Identify, in the records below, every line where the string "zero" appears, and copy each such line.

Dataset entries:
****************

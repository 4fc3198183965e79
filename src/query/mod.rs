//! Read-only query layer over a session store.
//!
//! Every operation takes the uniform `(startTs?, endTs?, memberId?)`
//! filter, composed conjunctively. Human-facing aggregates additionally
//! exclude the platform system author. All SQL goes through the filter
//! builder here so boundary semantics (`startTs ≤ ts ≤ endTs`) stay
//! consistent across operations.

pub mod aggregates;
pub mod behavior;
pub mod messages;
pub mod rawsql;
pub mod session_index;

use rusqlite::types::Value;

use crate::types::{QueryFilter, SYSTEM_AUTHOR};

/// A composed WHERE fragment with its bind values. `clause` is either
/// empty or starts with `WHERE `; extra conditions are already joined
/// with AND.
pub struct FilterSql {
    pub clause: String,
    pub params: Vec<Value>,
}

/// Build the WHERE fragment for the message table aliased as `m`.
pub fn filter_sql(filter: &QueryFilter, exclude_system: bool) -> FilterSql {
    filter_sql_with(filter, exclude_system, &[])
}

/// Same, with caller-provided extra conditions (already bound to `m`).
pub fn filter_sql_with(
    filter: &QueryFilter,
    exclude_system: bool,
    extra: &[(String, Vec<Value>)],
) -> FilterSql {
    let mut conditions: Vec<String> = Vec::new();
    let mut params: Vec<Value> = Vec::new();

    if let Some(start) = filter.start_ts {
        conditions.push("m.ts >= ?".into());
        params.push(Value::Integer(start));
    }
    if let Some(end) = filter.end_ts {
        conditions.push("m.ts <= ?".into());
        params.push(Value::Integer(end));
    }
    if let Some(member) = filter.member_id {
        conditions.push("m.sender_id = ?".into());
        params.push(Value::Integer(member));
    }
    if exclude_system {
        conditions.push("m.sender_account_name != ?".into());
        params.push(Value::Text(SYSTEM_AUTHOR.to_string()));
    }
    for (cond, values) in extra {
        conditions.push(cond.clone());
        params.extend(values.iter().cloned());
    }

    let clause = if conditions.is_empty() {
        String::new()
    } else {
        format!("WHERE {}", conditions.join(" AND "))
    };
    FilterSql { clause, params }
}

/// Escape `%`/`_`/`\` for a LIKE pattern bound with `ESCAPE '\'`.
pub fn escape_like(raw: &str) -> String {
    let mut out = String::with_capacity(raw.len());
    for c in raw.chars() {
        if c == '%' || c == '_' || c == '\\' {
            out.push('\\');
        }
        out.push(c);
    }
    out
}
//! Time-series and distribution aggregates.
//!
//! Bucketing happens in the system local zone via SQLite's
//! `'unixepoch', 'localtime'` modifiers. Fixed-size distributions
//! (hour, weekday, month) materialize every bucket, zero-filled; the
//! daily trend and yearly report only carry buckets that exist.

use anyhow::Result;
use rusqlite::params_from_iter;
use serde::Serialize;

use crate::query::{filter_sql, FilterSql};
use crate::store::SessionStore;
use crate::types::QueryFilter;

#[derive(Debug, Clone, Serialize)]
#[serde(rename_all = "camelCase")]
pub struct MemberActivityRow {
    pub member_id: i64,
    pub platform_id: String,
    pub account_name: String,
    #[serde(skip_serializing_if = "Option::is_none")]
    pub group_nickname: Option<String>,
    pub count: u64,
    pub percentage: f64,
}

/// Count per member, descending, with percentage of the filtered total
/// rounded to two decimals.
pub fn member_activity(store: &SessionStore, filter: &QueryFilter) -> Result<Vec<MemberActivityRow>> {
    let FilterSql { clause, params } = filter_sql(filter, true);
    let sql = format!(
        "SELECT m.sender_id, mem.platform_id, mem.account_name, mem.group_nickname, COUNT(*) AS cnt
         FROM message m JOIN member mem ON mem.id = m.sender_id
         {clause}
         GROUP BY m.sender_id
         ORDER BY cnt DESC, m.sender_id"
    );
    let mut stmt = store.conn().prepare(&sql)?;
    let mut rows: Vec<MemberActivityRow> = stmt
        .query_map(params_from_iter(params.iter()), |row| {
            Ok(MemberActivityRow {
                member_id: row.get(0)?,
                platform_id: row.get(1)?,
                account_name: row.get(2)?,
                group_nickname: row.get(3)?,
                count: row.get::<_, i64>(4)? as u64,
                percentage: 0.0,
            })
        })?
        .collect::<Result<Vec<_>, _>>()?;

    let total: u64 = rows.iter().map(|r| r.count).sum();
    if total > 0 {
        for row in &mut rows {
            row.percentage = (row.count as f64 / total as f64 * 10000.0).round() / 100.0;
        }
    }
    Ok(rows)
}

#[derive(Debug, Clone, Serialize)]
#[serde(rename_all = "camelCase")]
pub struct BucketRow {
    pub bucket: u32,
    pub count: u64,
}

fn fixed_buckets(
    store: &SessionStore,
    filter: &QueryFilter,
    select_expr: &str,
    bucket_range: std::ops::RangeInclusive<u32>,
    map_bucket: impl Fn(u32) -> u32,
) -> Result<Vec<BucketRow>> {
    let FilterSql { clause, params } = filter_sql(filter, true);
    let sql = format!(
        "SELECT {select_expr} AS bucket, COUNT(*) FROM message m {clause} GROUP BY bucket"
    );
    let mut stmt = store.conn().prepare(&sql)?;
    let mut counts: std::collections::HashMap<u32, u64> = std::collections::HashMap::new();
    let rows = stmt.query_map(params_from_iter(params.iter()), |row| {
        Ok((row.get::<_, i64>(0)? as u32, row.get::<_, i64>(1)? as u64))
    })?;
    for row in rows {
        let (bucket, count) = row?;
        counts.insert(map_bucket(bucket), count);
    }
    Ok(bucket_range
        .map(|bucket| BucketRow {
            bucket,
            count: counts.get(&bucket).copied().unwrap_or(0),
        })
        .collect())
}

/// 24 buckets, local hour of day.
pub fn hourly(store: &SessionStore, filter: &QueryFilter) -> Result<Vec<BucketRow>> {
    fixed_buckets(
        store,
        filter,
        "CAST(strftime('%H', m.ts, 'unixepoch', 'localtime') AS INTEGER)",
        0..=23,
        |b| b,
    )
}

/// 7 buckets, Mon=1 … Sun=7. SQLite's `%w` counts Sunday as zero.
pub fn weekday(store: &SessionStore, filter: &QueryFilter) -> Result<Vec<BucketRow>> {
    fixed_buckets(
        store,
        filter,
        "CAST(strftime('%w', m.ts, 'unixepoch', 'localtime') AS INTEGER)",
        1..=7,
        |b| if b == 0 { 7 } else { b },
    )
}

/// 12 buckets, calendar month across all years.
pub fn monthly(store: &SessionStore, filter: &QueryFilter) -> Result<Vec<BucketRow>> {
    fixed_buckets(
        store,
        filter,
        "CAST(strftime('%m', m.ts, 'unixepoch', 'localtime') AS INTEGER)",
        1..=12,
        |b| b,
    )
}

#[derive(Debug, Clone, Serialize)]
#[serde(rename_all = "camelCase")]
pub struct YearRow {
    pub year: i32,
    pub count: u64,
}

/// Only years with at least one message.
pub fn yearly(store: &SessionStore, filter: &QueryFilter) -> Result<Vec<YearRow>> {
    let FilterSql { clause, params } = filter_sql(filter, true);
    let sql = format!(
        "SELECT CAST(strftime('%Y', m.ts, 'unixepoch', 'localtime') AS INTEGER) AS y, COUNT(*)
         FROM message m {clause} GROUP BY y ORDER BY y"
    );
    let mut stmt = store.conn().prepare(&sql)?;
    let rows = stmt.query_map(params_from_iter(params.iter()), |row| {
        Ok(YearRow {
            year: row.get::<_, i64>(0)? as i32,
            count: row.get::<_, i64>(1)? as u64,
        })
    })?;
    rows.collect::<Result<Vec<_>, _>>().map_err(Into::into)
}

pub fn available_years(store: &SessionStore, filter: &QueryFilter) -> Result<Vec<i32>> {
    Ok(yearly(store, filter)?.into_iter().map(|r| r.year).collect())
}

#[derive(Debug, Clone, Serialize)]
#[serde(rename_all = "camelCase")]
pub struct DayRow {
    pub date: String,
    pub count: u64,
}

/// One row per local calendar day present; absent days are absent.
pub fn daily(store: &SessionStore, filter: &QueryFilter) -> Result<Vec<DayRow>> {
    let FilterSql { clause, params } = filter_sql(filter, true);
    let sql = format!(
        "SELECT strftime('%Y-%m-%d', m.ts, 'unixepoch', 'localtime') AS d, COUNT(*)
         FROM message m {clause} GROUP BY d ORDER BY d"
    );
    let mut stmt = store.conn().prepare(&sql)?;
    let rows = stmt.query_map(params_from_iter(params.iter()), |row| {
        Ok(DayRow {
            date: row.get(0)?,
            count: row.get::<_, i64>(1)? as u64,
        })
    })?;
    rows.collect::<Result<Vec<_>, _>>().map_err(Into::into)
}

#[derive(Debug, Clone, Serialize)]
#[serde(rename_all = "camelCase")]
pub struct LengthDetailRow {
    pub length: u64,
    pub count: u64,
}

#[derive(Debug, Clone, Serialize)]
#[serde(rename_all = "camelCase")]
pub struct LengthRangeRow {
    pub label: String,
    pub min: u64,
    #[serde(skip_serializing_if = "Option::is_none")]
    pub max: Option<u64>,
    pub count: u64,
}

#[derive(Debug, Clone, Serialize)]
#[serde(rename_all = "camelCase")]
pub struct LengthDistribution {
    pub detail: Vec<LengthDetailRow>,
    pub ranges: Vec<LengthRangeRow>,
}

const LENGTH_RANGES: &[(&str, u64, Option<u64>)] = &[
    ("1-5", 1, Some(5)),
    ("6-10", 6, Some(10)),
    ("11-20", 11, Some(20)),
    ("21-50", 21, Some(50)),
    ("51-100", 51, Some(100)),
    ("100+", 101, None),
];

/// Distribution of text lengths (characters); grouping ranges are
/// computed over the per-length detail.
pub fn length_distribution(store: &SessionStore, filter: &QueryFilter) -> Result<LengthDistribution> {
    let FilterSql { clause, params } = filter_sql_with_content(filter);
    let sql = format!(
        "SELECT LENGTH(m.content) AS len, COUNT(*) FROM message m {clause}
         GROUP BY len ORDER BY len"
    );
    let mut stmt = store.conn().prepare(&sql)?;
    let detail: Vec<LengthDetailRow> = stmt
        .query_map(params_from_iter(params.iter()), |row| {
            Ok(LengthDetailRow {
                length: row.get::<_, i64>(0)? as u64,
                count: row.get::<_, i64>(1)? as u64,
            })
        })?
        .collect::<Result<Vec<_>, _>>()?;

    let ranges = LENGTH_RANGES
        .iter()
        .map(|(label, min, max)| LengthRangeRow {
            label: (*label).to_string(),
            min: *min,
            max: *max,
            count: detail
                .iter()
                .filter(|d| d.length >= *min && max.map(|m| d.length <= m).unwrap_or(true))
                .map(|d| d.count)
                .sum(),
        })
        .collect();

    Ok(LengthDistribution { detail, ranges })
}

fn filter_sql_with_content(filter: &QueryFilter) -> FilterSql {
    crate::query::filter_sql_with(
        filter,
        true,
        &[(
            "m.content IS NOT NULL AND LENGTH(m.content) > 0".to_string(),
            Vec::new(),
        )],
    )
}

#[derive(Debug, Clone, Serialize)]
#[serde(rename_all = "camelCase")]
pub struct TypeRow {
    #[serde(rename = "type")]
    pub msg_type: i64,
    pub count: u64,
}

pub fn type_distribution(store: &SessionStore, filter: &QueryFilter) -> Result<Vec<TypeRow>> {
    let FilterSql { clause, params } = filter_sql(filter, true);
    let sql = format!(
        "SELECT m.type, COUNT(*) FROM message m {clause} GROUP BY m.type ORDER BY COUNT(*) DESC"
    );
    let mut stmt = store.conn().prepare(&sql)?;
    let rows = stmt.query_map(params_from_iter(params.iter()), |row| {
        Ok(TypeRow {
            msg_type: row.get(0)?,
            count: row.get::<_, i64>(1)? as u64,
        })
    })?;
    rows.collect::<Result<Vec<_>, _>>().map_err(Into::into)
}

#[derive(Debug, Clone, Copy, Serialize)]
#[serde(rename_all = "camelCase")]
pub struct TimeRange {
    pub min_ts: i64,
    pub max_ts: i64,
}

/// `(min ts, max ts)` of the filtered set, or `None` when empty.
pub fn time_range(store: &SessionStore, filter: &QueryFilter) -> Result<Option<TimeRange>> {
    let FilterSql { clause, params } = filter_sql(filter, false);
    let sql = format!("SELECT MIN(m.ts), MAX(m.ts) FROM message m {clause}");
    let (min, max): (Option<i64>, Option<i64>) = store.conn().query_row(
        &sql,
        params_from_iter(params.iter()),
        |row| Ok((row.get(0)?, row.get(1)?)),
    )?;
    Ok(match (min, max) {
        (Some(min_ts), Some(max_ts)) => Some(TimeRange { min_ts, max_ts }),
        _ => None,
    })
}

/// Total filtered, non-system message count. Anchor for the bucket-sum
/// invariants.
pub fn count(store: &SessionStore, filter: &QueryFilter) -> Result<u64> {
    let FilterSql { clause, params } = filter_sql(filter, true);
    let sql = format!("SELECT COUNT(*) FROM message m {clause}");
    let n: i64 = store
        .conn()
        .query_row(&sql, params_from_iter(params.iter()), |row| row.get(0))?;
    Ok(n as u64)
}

****************

EXERCISE RESULT ::
//! (hour, weekday, month) materialize every bucket, zero-filled; the
/// 7 buckets, Mon=1 … Sun=7. SQLite's `%w` counts Sunday as zero.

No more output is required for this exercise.